A Agonia do Eros e o Outro
Em “Agonia do Eros” Byung-chul Han se volta mais crítico ao capitalismo e de como ele transforma o amor e o “outro” em mercadorias em seu bel-prazer com auxílio também da pornografia e a objetificação. Contudo, é possível fazer um recorte racial em cima esse livro, afinal Byung-chul Han é sul-coreano que se mudou há anos para a Alemanha onde se formou e reside até hoje. É esse o foco dessa resenha.
Quando ele fala da presença de um “Outro” ele pode simplesmente se referir a qualquer outra pessoa, mas se usarmos da teoria interseccional podemos compreender que ele, como filósofo, fala de suas próprias vivências de um corpo amarelo vivendo em um país europeu com uma população branca (e loiros de olhos azuis em sua maioria.)
É possível imaginar pelas nossas próprias experiências pessoais o que ele pode ter vivenciado em seus anos de faculdade, trabalho e, claro, com as relações amorosas. Em Agonia do Eros, Han fala sobre a narcisificação do si-mesmo e de como o outro acaba desaparecendo e assim como em “Sociedade do Cansaço” acaba se baseando em sua teoria da Ditadura do desempenho, de como somos autoexplorados e isso também se recai sobre o amor que se baseia na sexualidade como desempenho e se equiparando a uma mercadoria.
O outro é sexualizado como objeto de excitação.
Nisso, entramos na fetichização de corpos racializados. Enquanto há cada vez mais Narcisos se fechando para o “outro” e buscando um amor igual, isso pode facilmente ser relacionado com o fato dos padrões estéticos serem pré-estabelecidos na socialização do Eros, somos acostumados a achar um tipo de pessoa bonito (branco, magro, alto, etc) enquanto qualquer pessoa que diverge desse tipo acaba sendo esquecido até o momento em que ele é posto como um prêmio, uma figurinha a ser completada em seu vasto álbum.
Ao ler esse livro ficou claro a intenção (quase que subconsciente) de retratar o apagamento e a transformação do corpo como mercadoria, algo a ser consumido e de como isso é muito mais forte em cima de pessoas racializadas (homens em menor escala e mulheres muito mais fetichizadas).
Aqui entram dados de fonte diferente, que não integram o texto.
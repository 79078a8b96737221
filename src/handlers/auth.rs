//! Handlers d'authentification.
//!
//! Seule l'inscription est exposée. La connexion n'émet pas de token ici :
//! les administrateurs s'authentifient auprès de l'API d'administration
//! externe, qui signe ses propres tokens avec le secret partagé.

use actix_web::{HttpResponse, post, web};
use validator::Validate;

use crate::domain::dto::RegisterRequest;
use crate::errors::AppError;
use crate::services::users::UserService;

/// `POST /api/auth/register`
///
/// Inscription d'un nouvel utilisateur non administrateur.
///
/// | Cas | Statut | Corps |
/// |-----|--------|-------|
/// | succès | 201 | `{"message": "Utilisateur créé."}` |
/// | champ manquant | 400 | `{"message": "Email et mot de passe requis."}` |
/// | email déjà pris | 409 | `{"message": "Cet email est déjà utilisé."}` |
#[post("/register")]
pub async fn register(
    payload: web::Json<RegisterRequest>,
    service: web::Data<UserService>,
) -> Result<HttpResponse, AppError> {
    payload
        .validate()
        .map_err(|_| AppError::Validation("Email et mot de passe requis.".to_string()))?;

    let response = service.register(payload.into_inner()).await?;
    Ok(HttpResponse::Created().json(response))
}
Projetando o desejo do corpo ao invés de ver a pessoa no corpo.
Como uma pessoa amarela, desde a infância há o sentimento de não-pertencimento e questionamentos sobre a aparência fossem recebidos estímulos positivos ou negativos, muitas das relações que tive da adolescência até a vida adulta foram com pessoas que me enxergavam mais como um corpo amarelo do que como o que eu sou de fato, uma pessoa cheia de individualidades e gostos pessoais.
Contudo, tudo o que viram foram um sobrenome nipônico, uma viagem ao Japão com um visto facilitado e a oportunidade de se relacionar com um japa, não comigo, mas com um japa e poderia ter sido eu ou qualquer outro, quanto mais afastado da cidade de São Paulo o número de amarelos diminui e fica um “produto” mais raro e escasso valorizando (em um sentido fetichista e consumista) aqueles que se encontram.
Esse foi o segundo livro que eu li do Byung-chul Han (o primeiro foi o já clássico moderno Sociedade do Cansaço) e eu gostei bastante da forma como ele escreve, de maneira bem simplificada de fácil entendimento e sempre com muitas referências de filósofos clássicos, a sua tese da sociedade do desempenho e de como isso afeta as relações interpessoais e intrapessoais é ótima e esclarecedora, muitas coisas que eu já sabia ou tinha uma ideia e que, de certo modo, foram embasadas por sua pesquisa e também muito repertório acrescentado a minha própria vivência.